[[ Input for this task, beginning ]]

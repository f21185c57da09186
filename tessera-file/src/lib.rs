#![allow(clippy::cast_possible_truncation)]
//! Read and write Tessera files, a self-describing columnar format for Arrow record batches.
//!
//! A file stores one table. Rows are cut into page row groups of a fixed number of rows, and
//! within each group every column (and every nested child column) is written as its own page,
//! so any column can be decoded without touching the bytes of another.
//!
//! # Writing
//!
//! A [`FileWriter`] is created from an Arrow schema, [`WriteOptions`] and any
//! [`WriteSink`](tessera_io::WriteSink). Batches are buffered until `batch_size` rows are
//! available and then flushed as one page per column. [`FileWriter::finalize`] flushes the
//! remainder, the dictionaries, the manifest and the trailer.
//!
//! # Reading
//!
//! A [`FileReader`] wraps any [`ReadAt`](tessera_io::ReadAt) byte source. Opening performs no
//! IO; the manifest is loaded on first use with two small reads (the trailer, then the
//! manifest) and memoized for the lifetime of the reader. Scans are built with
//! [`ScanBuilder`], which pushes column projection and row filtering into the decode path and
//! yields batches in file order while decoding them concurrently on a [`TaskExecutor`].
//!
//! # File Format
//!
//! ```text
//! ┌────────────────────────────┐
//! │   4-byte magic ("TSRA")    │
//! ├────────────────────────────┤
//! │   Page row group 0         │
//! │  (one page per column,     │
//! │   nested children after    │
//! │   their parent)            │
//! ├────────────────────────────┤
//! │   Page row group 1 ...     │
//! ├────────────────────────────┤
//! │   Dictionaries             │
//! │  (one per dictionary       │
//! │   encoded column)          │
//! ├────────────────────────────┤
//! │   Manifest (protobuf)      │
//! │  (schema, page layout)     │
//! ├────────────────────────────┤
//! │   24-byte trailer          │
//! │  (manifest offset, length, │
//! │   crc32, version, magic)   │
//! └────────────────────────────┘
//! ```
//!
//! All integers and fixed-width values are little-endian.

#[cfg(not(target_endian = "little"))]
compile_error!("tessera-file only supports little-endian targets");

#[macro_use]
mod macros;

mod cache;
mod encoding;
mod format;
mod manifest;
mod reader;
pub mod scan;
mod schema;
mod source;
mod types;
mod writer;

pub use cache::*;
pub use encoding::Encoding;
pub use format::*;
pub use forever_constant::*;
pub use manifest::*;
pub use reader::*;
pub use scan::{ScanBuilder, ScanOptions, TaskExecutor, TaskExecutorExt};
pub use schema::*;
pub use source::*;
pub use types::*;
pub use writer::*;

/// The identifier this format registers under with a host scanning framework.
pub const FORMAT_TYPE_NAME: &str = "tessera";

/// The conventional file extension, without the leading dot.
pub const FILE_EXTENSION: &str = "tessera";

/// The Arrow field metadata key carrying a field's stable id.
pub const FIELD_ID_METADATA_KEY: &str = "tessera:field_id";

/// Constants that will never change (i.e., doing so would break backwards compatibility)
mod forever_constant {
    /// The extension for Tessera files.
    pub const MAGIC_BYTES: [u8; 4] = *b"TSRA";

    /// The size of the fixed trailer at the end of every file.
    pub const TRAILER_SIZE: usize = 24;

    /// The current version of the file format.
    pub const VERSION: u16 = 1;

    #[cfg(test)]
    mod test {
        use super::*;

        #[test]
        fn never_change_these_constants() {
            assert_eq!(MAGIC_BYTES, *b"TSRA");
            assert_eq!(TRAILER_SIZE, 24);
            assert_eq!(VERSION, 1);
        }
    }
}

[[ Input for this task, end ]]

Among the lines above, show every one that contains the string "TaskExecutor".

//! yields batches in file order while decoding them concurrently on a [`TaskExecutor`].
pub use scan::{ScanBuilder, ScanOptions, TaskExecutor, TaskExecutorExt};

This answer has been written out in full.